**Supplied material**:
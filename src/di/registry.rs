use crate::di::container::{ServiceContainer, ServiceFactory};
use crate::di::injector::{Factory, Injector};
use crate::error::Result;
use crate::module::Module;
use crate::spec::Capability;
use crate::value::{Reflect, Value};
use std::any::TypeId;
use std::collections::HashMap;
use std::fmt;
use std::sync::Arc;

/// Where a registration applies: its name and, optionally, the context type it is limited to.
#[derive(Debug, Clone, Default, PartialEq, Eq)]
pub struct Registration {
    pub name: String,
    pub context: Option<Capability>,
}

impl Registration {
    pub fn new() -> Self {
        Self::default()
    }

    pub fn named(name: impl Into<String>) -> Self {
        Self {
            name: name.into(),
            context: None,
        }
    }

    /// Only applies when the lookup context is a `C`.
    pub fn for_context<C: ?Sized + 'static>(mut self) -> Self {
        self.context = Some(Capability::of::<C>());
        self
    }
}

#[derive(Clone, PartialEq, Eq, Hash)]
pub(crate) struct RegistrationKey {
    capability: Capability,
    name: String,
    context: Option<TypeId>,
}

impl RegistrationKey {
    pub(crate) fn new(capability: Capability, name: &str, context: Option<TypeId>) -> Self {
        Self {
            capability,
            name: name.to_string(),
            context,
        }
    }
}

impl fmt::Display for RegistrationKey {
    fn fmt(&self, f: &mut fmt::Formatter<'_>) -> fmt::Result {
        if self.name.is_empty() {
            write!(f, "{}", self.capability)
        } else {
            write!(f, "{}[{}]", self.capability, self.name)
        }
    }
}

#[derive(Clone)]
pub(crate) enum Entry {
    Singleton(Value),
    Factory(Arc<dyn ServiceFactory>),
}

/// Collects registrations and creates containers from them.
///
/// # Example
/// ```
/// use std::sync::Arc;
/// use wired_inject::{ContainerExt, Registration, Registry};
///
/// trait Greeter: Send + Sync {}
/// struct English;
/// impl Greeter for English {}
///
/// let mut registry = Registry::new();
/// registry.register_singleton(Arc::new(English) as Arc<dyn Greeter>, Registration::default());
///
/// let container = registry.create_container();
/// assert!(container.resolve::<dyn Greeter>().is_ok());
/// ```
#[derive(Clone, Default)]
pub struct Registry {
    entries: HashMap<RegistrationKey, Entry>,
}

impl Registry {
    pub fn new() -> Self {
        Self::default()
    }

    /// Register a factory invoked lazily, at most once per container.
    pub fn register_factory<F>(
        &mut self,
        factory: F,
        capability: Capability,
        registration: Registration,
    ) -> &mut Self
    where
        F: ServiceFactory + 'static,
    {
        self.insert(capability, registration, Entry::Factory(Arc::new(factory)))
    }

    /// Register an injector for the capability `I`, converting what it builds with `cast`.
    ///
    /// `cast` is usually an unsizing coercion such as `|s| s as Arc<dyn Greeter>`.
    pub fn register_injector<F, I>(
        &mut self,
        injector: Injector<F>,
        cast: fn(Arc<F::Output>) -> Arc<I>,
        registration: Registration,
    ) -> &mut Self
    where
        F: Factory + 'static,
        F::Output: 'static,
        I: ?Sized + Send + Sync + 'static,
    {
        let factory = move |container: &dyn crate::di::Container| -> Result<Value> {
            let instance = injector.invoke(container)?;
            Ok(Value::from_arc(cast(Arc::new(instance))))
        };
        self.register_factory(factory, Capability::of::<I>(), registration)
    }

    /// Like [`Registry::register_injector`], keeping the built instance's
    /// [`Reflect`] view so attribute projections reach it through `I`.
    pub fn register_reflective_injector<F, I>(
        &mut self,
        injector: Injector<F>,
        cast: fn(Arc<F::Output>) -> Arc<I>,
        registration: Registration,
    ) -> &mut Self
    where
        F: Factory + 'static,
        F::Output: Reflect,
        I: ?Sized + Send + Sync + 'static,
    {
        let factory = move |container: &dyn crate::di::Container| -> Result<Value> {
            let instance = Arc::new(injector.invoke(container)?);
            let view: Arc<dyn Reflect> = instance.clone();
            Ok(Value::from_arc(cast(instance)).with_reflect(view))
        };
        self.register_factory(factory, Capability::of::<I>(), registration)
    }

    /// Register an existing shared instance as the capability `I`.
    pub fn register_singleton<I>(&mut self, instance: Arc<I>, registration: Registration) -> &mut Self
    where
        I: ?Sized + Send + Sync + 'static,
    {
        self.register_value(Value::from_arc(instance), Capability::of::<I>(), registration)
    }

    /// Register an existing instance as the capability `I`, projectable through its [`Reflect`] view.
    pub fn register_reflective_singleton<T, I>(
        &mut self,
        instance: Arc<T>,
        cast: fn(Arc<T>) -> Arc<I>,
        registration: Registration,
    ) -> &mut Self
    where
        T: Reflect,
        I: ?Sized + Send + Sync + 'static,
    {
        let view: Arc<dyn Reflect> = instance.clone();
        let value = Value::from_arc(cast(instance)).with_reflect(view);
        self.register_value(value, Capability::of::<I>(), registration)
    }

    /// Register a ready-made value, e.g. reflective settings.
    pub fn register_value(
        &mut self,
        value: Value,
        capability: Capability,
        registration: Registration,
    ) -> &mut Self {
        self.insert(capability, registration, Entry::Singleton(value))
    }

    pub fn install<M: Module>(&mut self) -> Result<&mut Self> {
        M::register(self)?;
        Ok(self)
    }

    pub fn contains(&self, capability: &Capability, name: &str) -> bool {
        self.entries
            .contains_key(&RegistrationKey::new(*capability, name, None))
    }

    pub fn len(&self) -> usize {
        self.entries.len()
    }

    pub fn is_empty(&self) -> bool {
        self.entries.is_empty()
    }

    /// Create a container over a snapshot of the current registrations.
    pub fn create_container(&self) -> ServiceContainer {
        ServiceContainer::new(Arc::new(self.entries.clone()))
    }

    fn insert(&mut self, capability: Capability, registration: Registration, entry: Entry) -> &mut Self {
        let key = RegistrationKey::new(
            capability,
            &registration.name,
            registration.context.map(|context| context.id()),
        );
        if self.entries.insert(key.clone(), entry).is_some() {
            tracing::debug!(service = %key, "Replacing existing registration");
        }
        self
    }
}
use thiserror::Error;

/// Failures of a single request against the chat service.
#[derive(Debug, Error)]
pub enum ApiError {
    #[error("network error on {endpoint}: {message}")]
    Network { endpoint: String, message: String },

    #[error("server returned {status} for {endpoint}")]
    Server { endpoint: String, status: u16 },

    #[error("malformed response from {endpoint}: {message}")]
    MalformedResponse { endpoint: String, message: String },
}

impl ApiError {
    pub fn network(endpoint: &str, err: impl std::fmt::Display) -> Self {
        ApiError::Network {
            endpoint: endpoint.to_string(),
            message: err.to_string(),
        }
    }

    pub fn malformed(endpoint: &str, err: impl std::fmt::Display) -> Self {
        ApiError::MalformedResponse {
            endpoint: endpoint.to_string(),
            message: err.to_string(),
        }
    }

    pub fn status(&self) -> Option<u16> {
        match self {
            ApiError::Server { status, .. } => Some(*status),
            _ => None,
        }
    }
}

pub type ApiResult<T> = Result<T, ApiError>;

**Exercise prompt**: When you copy the material, keep every line exactly as it stands.

**Expected answer**:
filename src/di/registry.rs
use crate::di::container::{ServiceContainer, ServiceFactory};
use crate::di::injector::{Factory, Injector};
use crate::error::Result;
use crate::module::Module;
use crate::spec::Capability;
use crate::value::{Reflect, Value};
use std::any::TypeId;
use std::collections::HashMap;
use std::fmt;
use std::sync::Arc;

/// Where a registration applies: its name and, optionally, the context type it is limited to.
#[derive(Debug, Clone, Default, PartialEq, Eq)]
pub struct Registration {
    pub name: String,
    pub context: Option<Capability>,
}

impl Registration {
    pub fn new() -> Self {
        Self::default()
    }

    pub fn named(name: impl Into<String>) -> Self {
        Self {
            name: name.into(),
            context: None,
        }
    }

    /// Only applies when the lookup context is a `C`.
    pub fn for_context<C: ?Sized + 'static>(mut self) -> Self {
        self.context = Some(Capability::of::<C>());
        self
    }
}

#[derive(Clone, PartialEq, Eq, Hash)]
pub(crate) struct RegistrationKey {
    capability: Capability,
    name: String,
    context: Option<TypeId>,
}

impl RegistrationKey {
    pub(crate) fn new(capability: Capability, name: &str, context: Option<TypeId>) -> Self {
        Self {
            capability,
            name: name.to_string(),
            context,
        }
    }
}

impl fmt::Display for RegistrationKey {
    fn fmt(&self, f: &mut fmt::Formatter<'_>) -> fmt::Result {
        if self.name.is_empty() {
            write!(f, "{}", self.capability)
        } else {
            write!(f, "{}[{}]", self.capability, self.name)
        }
    }
}

#[derive(Clone)]
pub(crate) enum Entry {
    Singleton(Value),
    Factory(Arc<dyn ServiceFactory>),
}

/// Collects registrations and creates containers from them.
///
/// # Example
/// ```
/// use std::sync::Arc;
/// use wired_inject::{ContainerExt, Registration, Registry};
///
/// trait Greeter: Send + Sync {}
/// struct English;
/// impl Greeter for English {}
///
/// let mut registry = Registry::new();
/// registry.register_singleton(Arc::new(English) as Arc<dyn Greeter>, Registration::default());
///
/// let container = registry.create_container();
/// assert!(container.resolve::<dyn Greeter>().is_ok());
/// ```
#[derive(Clone, Default)]
pub struct Registry {
    entries: HashMap<RegistrationKey, Entry>,
}

impl Registry {
    pub fn new() -> Self {
        Self::default()
    }

    /// Register a factory invoked lazily, at most once per container.
    pub fn register_factory<F>(
        &mut self,
        factory: F,
        capability: Capability,
        registration: Registration,
    ) -> &mut Self
    where
        F: ServiceFactory + 'static,
    {
        self.insert(capability, registration, Entry::Factory(Arc::new(factory)))
    }

    /// Register an injector for the capability `I`, converting what it builds with `cast`.
    ///
    /// `cast` is usually an unsizing coercion such as `|s| s as Arc<dyn Greeter>`.
    pub fn register_injector<F, I>(
        &mut self,
        injector: Injector<F>,
        cast: fn(Arc<F::Output>) -> Arc<I>,
        registration: Registration,
    ) -> &mut Self
    where
        F: Factory + 'static,
        F::Output: 'static,
        I: ?Sized + Send + Sync + 'static,
    {
        let factory = move |container: &dyn crate::di::Container| -> Result<Value> {
            let instance = injector.invoke(container)?;
            Ok(Value::from_arc(cast(Arc::new(instance))))
        };
        self.register_factory(factory, Capability::of::<I>(), registration)
    }

    /// Like [`Registry::register_injector`], keeping the built instance's
    /// [`Reflect`] view so attribute projections reach it through `I`.
    pub fn register_reflective_injector<F, I>(
        &mut self,
        injector: Injector<F>,
        cast: fn(Arc<F::Output>) -> Arc<I>,
        registration: Registration,
    ) -> &mut Self
    where
        F: Factory + 'static,
        F::Output: Reflect,
        I: ?Sized + Send + Sync + 'static,
    {
        let factory = move |container: &dyn crate::di::Container| -> Result<Value> {
            let instance = Arc::new(injector.invoke(container)?);
            let view: Arc<dyn Reflect> = instance.clone();
            Ok(Value::from_arc(cast(instance)).with_reflect(view))
        };
        self.register_factory(factory, Capability::of::<I>(), registration)
    }

    /// Register an existing shared instance as the capability `I`.
    pub fn register_singleton<I>(&mut self, instance: Arc<I>, registration: Registration) -> &mut Self
    where
        I: ?Sized + Send + Sync + 'static,
    {
        self.register_value(Value::from_arc(instance), Capability::of::<I>(), registration)
    }

    /// Register an existing instance as the capability `I`, projectable through its [`Reflect`] view.
    pub fn register_reflective_singleton<T, I>(
        &mut self,
        instance: Arc<T>,
        cast: fn(Arc<T>) -> Arc<I>,
        registration: Registration,
    ) -> &mut Self
    where
        T: Reflect,
        I: ?Sized + Send + Sync + 'static,
    {
        let view: Arc<dyn Reflect> = instance.clone();
        let value = Value::from_arc(cast(instance)).with_reflect(view);
        self.register_value(value, Capability::of::<I>(), registration)
    }

    /// Register a ready-made value, e.g. reflective settings.
    pub fn register_value(
        &mut self,
        value: Value,
        capability: Capability,
        registration: Registration,
    ) -> &mut Self {
        self.insert(capability, registration, Entry::Singleton(value))
    }

    pub fn install<M: Module>(&mut self) -> Result<&mut Self> {
        M::register(self)?;
        Ok(self)
    }

    pub fn contains(&self, capability: &Capability, name: &str) -> bool {
        self.entries
            .contains_key(&RegistrationKey::new(*capability, name, None))
    }

    pub fn len(&self) -> usize {
        self.entries.len()
    }

    pub fn is_empty(&self) -> bool {
        self.entries.is_empty()
    }

    /// Create a container over a snapshot of the current registrations.
    pub fn create_container(&self) -> ServiceContainer {
        ServiceContainer::new(Arc::new(self.entries.clone()))
    }

    fn insert(&mut self, capability: Capability, registration: Registration, entry: Entry) -> &mut Self {
        let key = RegistrationKey::new(
            capability,
            &registration.name,
            registration.context.map(|context| context.id()),
        );
        if self.entries.insert(key.clone(), entry).is_some() {
            tracing::debug!(service = %key, "Replacing existing registration");
        }
        self
    }
}
use thiserror::Error;

/// Failures of a single request against the chat service.
#[derive(Debug, Error)]
pub enum ApiError {
    #[error("network error on {endpoint}: {message}")]
    Network { endpoint: String, message: String },

    #[error("server returned {status} for {endpoint}")]
    Server { endpoint: String, status: u16 },

    #[error("malformed response from {endpoint}: {message}")]
    MalformedResponse { endpoint: String, message: String },
}

impl ApiError {
    pub fn network(endpoint: &str, err: impl std::fmt::Display) -> Self {
        ApiError::Network {
            endpoint: endpoint.to_string(),
            message: err.to_string(),
        }
    }

    pub fn malformed(endpoint: &str, err: impl std::fmt::Display) -> Self {
        ApiError::MalformedResponse {
            endpoint: endpoint.to_string(),
            message: err.to_string(),
        }
    }

    pub fn status(&self) -> Option<u16> {
        match self {
            ApiError::Server { status, .. } => Some(*status),
            _ => None,
        }
    }
}

pub type ApiResult<T> = Result<T, ApiError>;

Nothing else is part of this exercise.